EXERCISE
What lines of the listing include the string "ItemKind"? Show them all.

RAW DATA

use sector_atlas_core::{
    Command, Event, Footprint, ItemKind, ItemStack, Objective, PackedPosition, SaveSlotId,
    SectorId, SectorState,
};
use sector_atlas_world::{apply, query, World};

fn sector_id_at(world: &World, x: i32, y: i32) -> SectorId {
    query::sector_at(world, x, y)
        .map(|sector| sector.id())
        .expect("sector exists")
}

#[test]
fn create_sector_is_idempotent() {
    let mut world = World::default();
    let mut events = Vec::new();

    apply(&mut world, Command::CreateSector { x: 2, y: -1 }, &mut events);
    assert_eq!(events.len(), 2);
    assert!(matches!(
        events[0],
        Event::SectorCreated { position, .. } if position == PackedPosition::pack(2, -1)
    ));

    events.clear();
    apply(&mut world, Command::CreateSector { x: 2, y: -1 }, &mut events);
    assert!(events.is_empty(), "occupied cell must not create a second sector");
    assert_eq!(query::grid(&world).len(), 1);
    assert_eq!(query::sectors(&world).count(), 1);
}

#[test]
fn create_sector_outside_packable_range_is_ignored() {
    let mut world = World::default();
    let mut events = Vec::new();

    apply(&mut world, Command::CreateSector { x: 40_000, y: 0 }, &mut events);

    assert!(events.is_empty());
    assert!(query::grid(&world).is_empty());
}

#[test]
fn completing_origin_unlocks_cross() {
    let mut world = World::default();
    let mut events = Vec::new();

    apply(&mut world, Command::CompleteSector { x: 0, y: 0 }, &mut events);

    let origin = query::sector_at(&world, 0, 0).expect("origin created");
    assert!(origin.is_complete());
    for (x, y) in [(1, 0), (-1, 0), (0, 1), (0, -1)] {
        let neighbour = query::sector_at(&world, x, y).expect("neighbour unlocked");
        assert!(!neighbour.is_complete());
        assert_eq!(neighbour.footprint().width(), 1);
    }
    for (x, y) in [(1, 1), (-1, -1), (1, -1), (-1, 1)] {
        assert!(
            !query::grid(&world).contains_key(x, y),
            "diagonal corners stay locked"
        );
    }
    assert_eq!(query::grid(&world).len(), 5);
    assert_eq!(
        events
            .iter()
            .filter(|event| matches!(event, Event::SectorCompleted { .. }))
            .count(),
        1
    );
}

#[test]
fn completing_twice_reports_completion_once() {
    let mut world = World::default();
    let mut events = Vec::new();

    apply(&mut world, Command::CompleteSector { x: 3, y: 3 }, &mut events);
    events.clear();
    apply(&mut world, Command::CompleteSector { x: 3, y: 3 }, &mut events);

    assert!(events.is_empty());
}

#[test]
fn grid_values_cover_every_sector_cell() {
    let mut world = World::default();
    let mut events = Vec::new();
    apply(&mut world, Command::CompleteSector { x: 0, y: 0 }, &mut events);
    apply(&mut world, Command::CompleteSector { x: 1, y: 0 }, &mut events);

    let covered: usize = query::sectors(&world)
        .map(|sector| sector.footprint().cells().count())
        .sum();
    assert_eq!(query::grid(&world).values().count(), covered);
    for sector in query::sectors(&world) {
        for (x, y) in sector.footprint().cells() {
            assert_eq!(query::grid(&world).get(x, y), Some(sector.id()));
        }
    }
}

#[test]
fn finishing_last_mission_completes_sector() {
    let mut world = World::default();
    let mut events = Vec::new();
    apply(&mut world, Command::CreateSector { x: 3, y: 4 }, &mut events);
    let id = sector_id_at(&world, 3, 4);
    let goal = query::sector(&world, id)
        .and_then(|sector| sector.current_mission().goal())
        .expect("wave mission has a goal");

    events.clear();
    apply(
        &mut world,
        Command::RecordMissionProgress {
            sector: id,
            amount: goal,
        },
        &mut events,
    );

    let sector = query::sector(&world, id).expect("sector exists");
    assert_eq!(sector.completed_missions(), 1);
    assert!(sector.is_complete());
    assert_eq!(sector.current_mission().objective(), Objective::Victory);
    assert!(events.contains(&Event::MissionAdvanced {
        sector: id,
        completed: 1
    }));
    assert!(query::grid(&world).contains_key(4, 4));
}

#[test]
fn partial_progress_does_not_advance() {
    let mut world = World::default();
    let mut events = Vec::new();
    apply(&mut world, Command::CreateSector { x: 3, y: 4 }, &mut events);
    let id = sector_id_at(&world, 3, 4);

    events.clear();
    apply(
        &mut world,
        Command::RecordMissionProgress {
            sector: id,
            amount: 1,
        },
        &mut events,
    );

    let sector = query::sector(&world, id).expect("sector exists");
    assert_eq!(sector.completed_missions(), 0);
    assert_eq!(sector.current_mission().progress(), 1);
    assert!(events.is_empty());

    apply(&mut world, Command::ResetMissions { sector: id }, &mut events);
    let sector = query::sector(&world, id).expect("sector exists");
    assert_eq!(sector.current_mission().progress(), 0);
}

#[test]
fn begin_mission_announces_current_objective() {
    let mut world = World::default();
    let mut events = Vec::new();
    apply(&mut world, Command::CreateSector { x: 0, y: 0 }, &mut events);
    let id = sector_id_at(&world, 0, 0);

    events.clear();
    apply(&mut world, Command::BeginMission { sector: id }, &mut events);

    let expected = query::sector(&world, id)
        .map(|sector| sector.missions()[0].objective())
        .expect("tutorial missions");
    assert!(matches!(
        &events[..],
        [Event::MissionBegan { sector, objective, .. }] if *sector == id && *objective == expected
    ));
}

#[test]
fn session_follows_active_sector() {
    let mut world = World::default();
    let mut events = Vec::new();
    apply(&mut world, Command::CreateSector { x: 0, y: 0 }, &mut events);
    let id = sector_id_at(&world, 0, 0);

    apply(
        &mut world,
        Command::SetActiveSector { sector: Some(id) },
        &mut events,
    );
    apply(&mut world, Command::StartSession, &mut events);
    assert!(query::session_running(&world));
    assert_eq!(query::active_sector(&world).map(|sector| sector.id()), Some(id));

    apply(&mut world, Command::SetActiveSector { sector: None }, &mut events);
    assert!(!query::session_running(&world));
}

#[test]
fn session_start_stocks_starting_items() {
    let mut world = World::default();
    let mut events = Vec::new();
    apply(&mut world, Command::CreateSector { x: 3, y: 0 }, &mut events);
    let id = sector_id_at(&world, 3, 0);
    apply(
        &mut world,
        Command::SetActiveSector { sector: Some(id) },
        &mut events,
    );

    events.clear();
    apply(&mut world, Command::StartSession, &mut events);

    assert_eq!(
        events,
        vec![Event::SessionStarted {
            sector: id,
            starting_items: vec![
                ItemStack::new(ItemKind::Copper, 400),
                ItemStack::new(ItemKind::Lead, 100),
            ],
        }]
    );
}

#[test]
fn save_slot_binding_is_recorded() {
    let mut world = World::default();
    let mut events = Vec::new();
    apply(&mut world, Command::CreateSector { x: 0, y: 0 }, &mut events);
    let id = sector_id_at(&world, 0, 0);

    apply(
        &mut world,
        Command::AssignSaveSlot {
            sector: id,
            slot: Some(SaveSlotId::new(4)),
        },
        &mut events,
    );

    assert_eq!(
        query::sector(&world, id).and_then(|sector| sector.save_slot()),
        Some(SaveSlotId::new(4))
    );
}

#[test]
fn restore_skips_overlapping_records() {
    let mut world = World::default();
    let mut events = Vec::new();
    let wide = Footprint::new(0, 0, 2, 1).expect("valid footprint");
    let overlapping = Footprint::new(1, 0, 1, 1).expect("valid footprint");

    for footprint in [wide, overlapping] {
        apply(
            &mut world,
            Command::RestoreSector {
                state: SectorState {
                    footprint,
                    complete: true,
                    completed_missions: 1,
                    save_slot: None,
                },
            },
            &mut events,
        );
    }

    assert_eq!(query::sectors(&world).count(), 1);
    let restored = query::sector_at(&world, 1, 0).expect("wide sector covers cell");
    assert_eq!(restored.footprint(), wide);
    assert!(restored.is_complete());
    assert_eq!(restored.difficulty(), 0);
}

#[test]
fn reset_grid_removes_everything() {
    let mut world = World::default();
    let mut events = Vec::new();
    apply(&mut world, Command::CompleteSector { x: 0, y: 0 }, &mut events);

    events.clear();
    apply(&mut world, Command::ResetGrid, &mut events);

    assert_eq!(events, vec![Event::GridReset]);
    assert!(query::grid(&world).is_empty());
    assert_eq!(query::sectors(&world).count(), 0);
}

TASK ANSWER
    Command, Event, Footprint, ItemKind, ItemStack, Objective, PackedPosition, SaveSlotId,
                ItemStack::new(ItemKind::Copper, 400),
                ItemStack::new(ItemKind::Lead, 100),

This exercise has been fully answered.